Back then, volumes were much lower, so they could afford gold plating.

It is not really of much use for a PNP transistor.
 

shortbus

Joined Sep 30, 2009
10,045
Having worked where they make terminals, wire and plastic connectors mainly for automobile use, quite a few of the terminals in cars today are gold plated. But not the whole terminal, just the part where it contacts the pin of the device. Terminals are made from strips of copper, brass or bronze. And the plating is done in certain areas of the strip before being formed in a progressive die. The plating was done in house in a secured area, so never got to see how the plating was done in limited area of a strip.
 

THE_RB

Joined Feb 11, 2008
5,438
Nice! :)

I've got some resistors so old they were hand wound in resistance wire, painted grey and the value hand-written on in text. Looks like paint too with an incredibly fine brush... Possibly WW2 era when there were factories of hard working females doing incredibly hands-on type work. :)
 

Ron H

Joined Apr 14, 2005
7,063
Nice! :)

I've got some resistors so old they were hand wound in resistance wire, painted grey and the value hand-written on in text.
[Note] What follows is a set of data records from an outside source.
//! Reading field/data documents and writing reports.

mod format;
mod input;
mod output;

pub use format::DocumentFormat;
pub use input::{load_document, load_form_document, parse_document_str};
pub use output::{OutputDestination, OutputOptions, emit};
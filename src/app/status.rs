#[derive(Debug, Clone)]
pub struct StatusLine {
    message: String,
}

pub const READY_STATUS: &str = "Ready. Press Ctrl+S to validate and submit.";

impl Default for StatusLine {
    fn default() -> Self {
        Self {
            message: READY_STATUS.to_string(),
        }
    }
}

impl StatusLine {
    pub fn new() -> Self {
        Self::default()
    }

    pub fn ready(&mut self) {
        self.message = READY_STATUS.to_string();
    }

    pub fn editing(&mut self, label: &str) {
        self.message = format!("Editing {label}");
    }

    pub fn value_updated(&mut self) {
        self.message = "Value updated".to_string();
    }

    pub fn no_popout(&mut self, what: &str) {
        self.message = format!("No {what} for this field");
    }

    pub fn validation_passed(&mut self) {
        self.message = "Validation passed".to_string();
    }

    pub fn issues_remaining(&mut self, count: usize) {
        self.message = format!("{count} field(s) need attention");
    }

    pub fn message(&self) -> &str {
        &self.message
    }
}
use std::fs::File;
use std::io::{self, Write};
use std::path::{Path, PathBuf};

use anyhow::{Context, Result};
use serde::Serialize;
use serde_json::Value;

use super::DocumentFormat;

/// Where a report is written.
#[derive(Debug, Clone)]
pub enum OutputDestination {
    Stdout,
    File(PathBuf),
}

impl OutputDestination {
    pub fn file(path: impl AsRef<Path>) -> Self {
        OutputDestination::File(path.as_ref().to_path_buf())
    }
}

/// Format and destinations for validation reports.
#[derive(Debug, Clone)]
pub struct OutputOptions {
    pub format: DocumentFormat,
    pub pretty: bool,
    pub destinations: Vec<OutputDestination>,
}

impl OutputOptions {
    pub fn new(format: DocumentFormat) -> Self {
        Self {
            format,
            pretty: true,
            destinations: vec![OutputDestination::Stdout],
        }
    }

    pub fn with_pretty(mut self, pretty: bool) -> Self {
        self.pretty = pretty;
        self
    }

    pub fn with_destinations(mut self, destinations: Vec<OutputDestination>) -> Self {
        self.destinations = destinations;
        self
    }

    pub fn add_destination(mut self, destination: OutputDestination) -> Self {
        self.destinations.push(destination);
        self
    }
}

impl Default for OutputOptions {
    fn default() -> Self {
        Self::new(DocumentFormat::Json)
    }
}

/// Serialize `report` once and write it to every destination.
pub fn emit<T: Serialize + ?Sized>(report: &T, options: &OutputOptions) -> Result<()> {
    if options.destinations.is_empty() {
        return Ok(());
    }
    let value = serde_json::to_value(report).context("failed to encode report")?;
    let payload = serialize_value(&value, options)?;
    for destination in &options.destinations {
        write_payload(destination, &payload).with_context(|| match destination {
            OutputDestination::Stdout => "failed to write to stdout".to_string(),
            OutputDestination::File(path) => {
                format!("failed to write to file {}", path.display())
            }
        })?;
    }
    Ok(())
}

fn serialize_value(value: &Value, options: &OutputOptions) -> Result<String> {
    match options.format {
        DocumentFormat::Json => {
            if options.pretty {
                serde_json::to_string_pretty(value).context("failed to serialize JSON")
            } else {
                serde_json::to_string(value).context("failed to serialize JSON")
            }
        }
        #[cfg(feature = "yaml")]
        DocumentFormat::Yaml => serde_yaml::to_string(value).context("failed to serialize YAML"),
        #[cfg(feature = "toml")]
        DocumentFormat::Toml => {
            if options.pretty {
                toml::to_string_pretty(value).context("failed to serialize TOML")
            } else {
                toml::to_string(value).context("failed to serialize TOML")
            }
        }
    }
}

fn write_payload(destination: &OutputDestination, payload: &str) -> Result<()> {
    match destination {
        OutputDestination::Stdout => {
            let mut stdout = io::stdout();
            stdout
                .write_all(payload.as_bytes())
                .and_then(|_| stdout.write_all(b"\n"))
                .context("failed to flush stdout")?;
            stdout.flush().context("failed to flush stdout")
        }
        OutputDestination::File(path) => {
            if let Some(parent) = path.parent()
                && !parent.as_os_str().is_empty()
            {
                std::fs::create_dir_all(parent)?;
            }
            let mut file = File::create(path)?;
            file.write_all(payload.as_bytes())?;
            file.write_all(b"\n")?;
            file.flush()?;
            Ok(())
        }
    }
}
use tracing_subscriber::filter::{EnvFilter, LevelFilter};
use tracing_subscriber::fmt;
use tracing_subscriber::prelude::*;

/// Overrides the `--log-level` default with full filter directives.
pub const LOG_ENV: &str = "SCHEMAFIELD_LOG";

/// Log to stderr so reports on stdout stay machine-readable.
pub fn init(level: &str) {
    let default_level = parse_level(level).unwrap_or(LevelFilter::WARN);
    let filter = EnvFilter::builder()
        .with_default_directive(default_level.into())
        .with_env_var(LOG_ENV)
        .from_env_lossy();

    let layer = fmt::layer()
        .with_writer(std::io::stderr)
        .with_target(false)
        .with_filter(filter);

    // A second init (tests, embedding) keeps the first subscriber.
    let _ = tracing_subscriber::registry().with(layer).try_init();
}

fn parse_level(level: &str) -> Option<LevelFilter> {
    level.parse().ok()
}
Looks like paint too with an incredibly fine brush... Possibly WW2 era when there were factories of hard working females doing incredibly hands-on type work. :)
Wow! I've never seen one of those.
 

THE_RB

Joined Feb 11, 2008
5,438
I'll have a look for them when I'm in the workshop. They are not in my general usage parts so will likely be buried in a box of obsolete stuff somewhere... ;)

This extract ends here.